[Entries taken from a collection]
■ ■ ■

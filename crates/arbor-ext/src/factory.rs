//! Registry of extension constructors, keyed by type hash.

use std::collections::HashMap;

use arbor_types::Hash64;

use crate::error::ExtResult;
use crate::extension::Extension;
use crate::host::ExtensionHost;

type Constructor = fn() -> Box<dyn Extension>;

/// Maps 64-bit type keys to constructors for the extension types an
/// environment knows about.
///
/// The factory is an explicit value owned by the environment, not a global.
/// Cross-tree node copies consult it to construct the receiving side's
/// extension before adopting the source's visitable state.
#[derive(Default)]
pub struct ExtensionFactory {
    constructors: HashMap<Hash64, (&'static str, Constructor)>,
}

impl std::fmt::Debug for ExtensionFactory {
    fn fmt(&self, f: &mut std::fmt::Formatter<'_>) -> std::fmt::Result {
        f.debug_struct("ExtensionFactory")
            .field("registered", &self.constructors.len())
            .finish()
    }
}

impl ExtensionFactory {
    pub fn new() -> Self {
        Self::default()
    }

    /// Register a constructor under `name`. The type key is
    /// `Hash64::of_str(name)`; registering the same name twice replaces
    /// the constructor.
    pub fn register(&mut self, name: &'static str, ctor: Constructor) -> Hash64 {
        let key = Hash64::of_str(name);
        self.constructors.insert(key, (name, ctor));
        key
    }

    /// Returns `true` if a constructor is registered for `type_hash`.
    pub fn knows(&self, type_hash: Hash64) -> bool {
        self.constructors.contains_key(&type_hash)
    }

    /// The name a type key was registered under.
    pub fn type_name(&self, type_hash: Hash64) -> Option<&'static str> {
        self.constructors.get(&type_hash).map(|(name, _)| *name)
    }

    /// Construct a fresh, uninitialized extension for `type_hash`.
    pub fn create(&self, type_hash: Hash64) -> Option<Box<dyn Extension>> {
        self.constructors.get(&type_hash).map(|(_, ctor)| ctor())
    }

    /// Construct a fresh host carrying a value-identical copy of `source`'s
    /// extension. Returns `None` when the type is not registered here.
    pub fn clone_ext(&self, source: &ExtensionHost) -> Option<ExtResult<ExtensionHost>> {
        let mut ext = self.create(source.type_hash())?;
        Some(match ext.apply_state(&source.ext().state()) {
            Ok(()) => Ok(ExtensionHost::new(ext)),
            Err(e) => Err(e),
        })
    }
}
/// An arena of node slots addressed by generation-checked handles.
///
/// Nodes are destroyed only through [`remove_child`] and
/// [`detach_subtree`]; freeing a slot bumps its generation, so retained
/// handles to destroyed nodes resolve to stale rather than aliasing a later
/// occupant.
///
/// [`remove_child`]: Tree::remove_child
/// [`detach_subtree`]: Tree::detach_subtree
#[derive(Debug)]
pub struct Tree {
    slots: Vec<Slot>,
    free: Vec<u32>,
    live: usize,
    root: NodeHandle,
}
mod cmd;
mod util;

use std::process::ExitCode;

use argp::FromArgs;
use pr_actions_core::commands;
use tracing_subscriber::{EnvFilter, filter::LevelFilter};

#[derive(FromArgs, PartialEq, Debug)]
/// GitHub Actions helpers for pull request build reports.
struct TopLevel {
    #[argp(subcommand)]
    command: SubCommand,
}

#[derive(FromArgs, PartialEq, Debug)]
#[argp(subcommand)]
enum SubCommand {
    InjectBuildScans(cmd::inject_build_scans::Args),
    MaintainOneComment(cmd::maintain_one_comment::Args),
}

#[tokio::main]
async fn main() -> ExitCode {
    let env_filter = EnvFilter::builder()
        // Default to info level
        .with_default_directive(LevelFilter::INFO.into())
        .from_env_lossy();
    // stdout is reserved for workflow commands
    tracing_subscriber::fmt().with_env_filter(env_filter).with_writer(std::io::stderr).init();

    let args: TopLevel = argp::parse_args_or_exit(argp::DEFAULT);
    let result = match args.command {
        SubCommand::InjectBuildScans(args) => cmd::inject_build_scans::run(args).await,
        SubCommand::MaintainOneComment(args) => cmd::maintain_one_comment::run(args).await,
    };
    match result {
        Ok(code) => code,
        Err(e) => {
            tracing::error!("{:?}", e);
            commands::error(format!("{e:#}"));
            ExitCode::FAILURE
        }
    }
}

■ ■ ■

In your answer, include only the lines above starting at the line that holds "Self::default()" and ending at the line that holds "a fresh host", copied exactly.

RESULT OF THE TASK:
        Self::default()
    }

    /// Register a constructor under `name`. The type key is
    /// `Hash64::of_str(name)`; registering the same name twice replaces
    /// the constructor.
    pub fn register(&mut self, name: &'static str, ctor: Constructor) -> Hash64 {
        let key = Hash64::of_str(name);
        self.constructors.insert(key, (name, ctor));
        key
    }

    /// Returns `true` if a constructor is registered for `type_hash`.
    pub fn knows(&self, type_hash: Hash64) -> bool {
        self.constructors.contains_key(&type_hash)
    }

    /// The name a type key was registered under.
    pub fn type_name(&self, type_hash: Hash64) -> Option<&'static str> {
        self.constructors.get(&type_hash).map(|(name, _)| *name)
    }

    /// Construct a fresh, uninitialized extension for `type_hash`.
    pub fn create(&self, type_hash: Hash64) -> Option<Box<dyn Extension>> {
        self.constructors.get(&type_hash).map(|(_, ctor)| ctor())
    }

    /// Construct a fresh host carrying a value-identical copy of `source`'s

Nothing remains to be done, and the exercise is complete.